Einherjar86
Active Member
The militia argument was settled by the courts; kind of a nonstarter.
It was settled legally, but it was hardly settled definitionally or interpretively. The court decision was split 5-4.
I wasn't mad; I was just on a weekend getaway with the wife and friends, and didn't want to spend it talking to you.
Riddle me this, Ein: Why would an amendment have the following in the same sentence:
1) Regulation of the right to bear arms (via a National Guard which didn't exist at the time)
2) The right of the people to keep and bear arms shall not be infringed
Surely the word 'people' extends beyond just the National Guard that didn't exist at the time of the Constitution or does that particular definition stay the same solely to fit your narrative?
But in what sense does it extend to the people? Militias are comprised of individuals; so in that sense, it must extend beyond the abstract notion of a militia and to concrete persons. This doesn't necessarily translate, however, into individual rights often associated with gun ownership and distilled from the language of the second amendment.
You might look at Saul Cornell's book A Well-Regulated Militia: The Founding Fathers and the Origins of Gun Control in America, published by Oxford UP. Cornell argues that gun ownership is neither a collective right (i.e. of states to maintain armed militias) nor an individual one (i.e. of individual citizens to own guns for any reason they deem appropriate), but a civic right--an obligation citizens owed to the state to arm themselves in order to participate in a militia. The second amendment contains no provision of ownership for personal reasons.
I'd also point to this paragraph from the blog for UIllinois, which discusses the weird grammar of the second amendment (a major source of uncertainty when diagnosing its meaning, much less what the authors intended):
https://blogs.illinois.edu/view/25/3721
In the case of the Second Amendment, the absolute also shows a clear cause-and-effect relationship: because a well-regulated militia is necessary, the right to bear arms shall not be infringed. Add to this the fact that the expression “to bear arms” overwhelmingly occurs in military contexts, not civilian ones, both in the 18th century and today: as the historian Garry Wills (1995) has put it, one does not bear arms against a rabbit. It would thus be hard to discount the militia when interpreting the Second Amendment.

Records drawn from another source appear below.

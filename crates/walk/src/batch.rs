use std::path::{Path, PathBuf};

use crate::ListingEntry;

/// Entries found in one scanned directory.
///
/// A directory with more entries than the configured capacity is delivered
/// as several batches with the same [`source`](Self::source). An empty,
/// non-terminal batch means the directory had no (unfiltered) entries. The
/// last batch of a traversal is [terminal](Self::is_terminal).
#[derive(Clone, Debug, Default, Eq, PartialEq)]
pub struct ListingBatch {
    /// Scanned directory.
    pub source: PathBuf,
    /// Local target directory of the visit, for transfer modes.
    pub target: Option<PathBuf>,
    /// Non-directory entries.
    pub files: Vec<ListingEntry>,
    /// Directory entries, including links to directories.
    pub dirs: Vec<ListingEntry>,
    terminal: bool,
}

impl ListingBatch {
    pub(crate) fn new(source: PathBuf, target: Option<PathBuf>) -> Self {
        Self {
            source,
            target,
            ..Self::default()
        }
    }

    pub(crate) fn end_of_traversal() -> Self {
        Self {
            terminal: true,
            ..Self::default()
        }
    }

    /// Combined number of files and directories.
    pub fn len(&self) -> usize {
        self.files.len() + self.dirs.len()
    }

    /// Returns `true` if the batch holds no entry.
    pub fn is_empty(&self) -> bool {
        self.files.is_empty() && self.dirs.is_empty()
    }

    /// Returns `true` for the batch signalling the end of the traversal.
    pub const fn is_terminal(&self) -> bool {
        self.terminal
    }

    /// Returns the target directory, if any.
    pub fn target(&self) -> Option<&Path> {
        self.target.as_deref()
    }
}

The comment about the phrase "bear arms" refers to how this terminology was commonly used in the eighteenth century. The problem with simply looking up words in dictionaries is that while that might tell you what "bear" and "arms" could mean, it won't tell you what they mean when combined. See here:
https://blog.harvardlawreview.org/corpus-linguistics-and-the-second-amendment/
In Heller, three Linguistics Professors submitted an amicus brief, which attempted to answer this charge. They surveyed “115 texts,” including “books, pamphlets, broadsides and newspapers from the period between” 1776 and 1791 that used the phrase “bear arms.” Of those sources, 110 usages were “in clearly military context.” Of the five sources they located that used the phrase “bear arms” in a non-military context, only one was not “qualified by further language indicating a different meaning.” However, the Professors recognized the limits of their own research: “We otherwise have been unable to find” any usages of “bear arms” that did not have a military-related meaning. In response to this evidence, Justice Scalia wrote “the fact that the phrase was commonly used in a particular context does not show that it is limited to that context, and, in any event, we have given many sources where the phrase was used in nonmilitary contexts.”
also:
This sort of research may have been the state of the art in 2008. However, modern technology allows us to dive deeper. Professor Dennis Baron, who joined the Linguistics brief in Heller a decade ago, searched the COFEA for the term “bear arms.” He also performed the same search on the Corpus of Early Modern English, which includes nearly 1.3 billion words from over 40,000 texts from 1475-1800. He found “about 1,500 separate occurrences of ‘bear arms’ in the 17th and 18th centuries, and only a handful don’t refer to war, soldiering or organized, armed action.” From this evidence, Professor Baron concluded that the “[t]hese databases confirm that the natural meaning of ‘bear arms’ in the framers’ day was military.” Likewise, Professors Alison LaCroix and Jason Merchant used Google Books to search for the phase “bear arms” in sources published between 1760-1795. They found that in 67.4% of the sample size, “bear arms” was used in its collective sense, whereas in 18.2% of the sample, the phase was used in an individual sense.
These arguments/essays are much longer and contain more interesting nuances than these excerpts reflect, but that's why I linked them.
tl;dr, most interpretations acknowledge the right of individuals to own firearms, but they state that ownership cannot be extricated from military duties. There's nothing in the second amendment that legalizes or even permits the use of firearms for unspecified individual purposes.
For what it's worth, I'm not a constitutionalist, and I think individuals should be able to use guns for personal reasons (i.e. hunting, target shooting, home protection, etc.). My concerns with gun control are with what kind of firearms people are allowed to "keep," and I currently believe that many semi-automatic weapons with high-round capacities are unnecessary for personal use.
Libs are just fascists who don't know it yet. They'd be happy with a military coup if the military wasn't full of people who like guns.
How was what I said fascist in any way?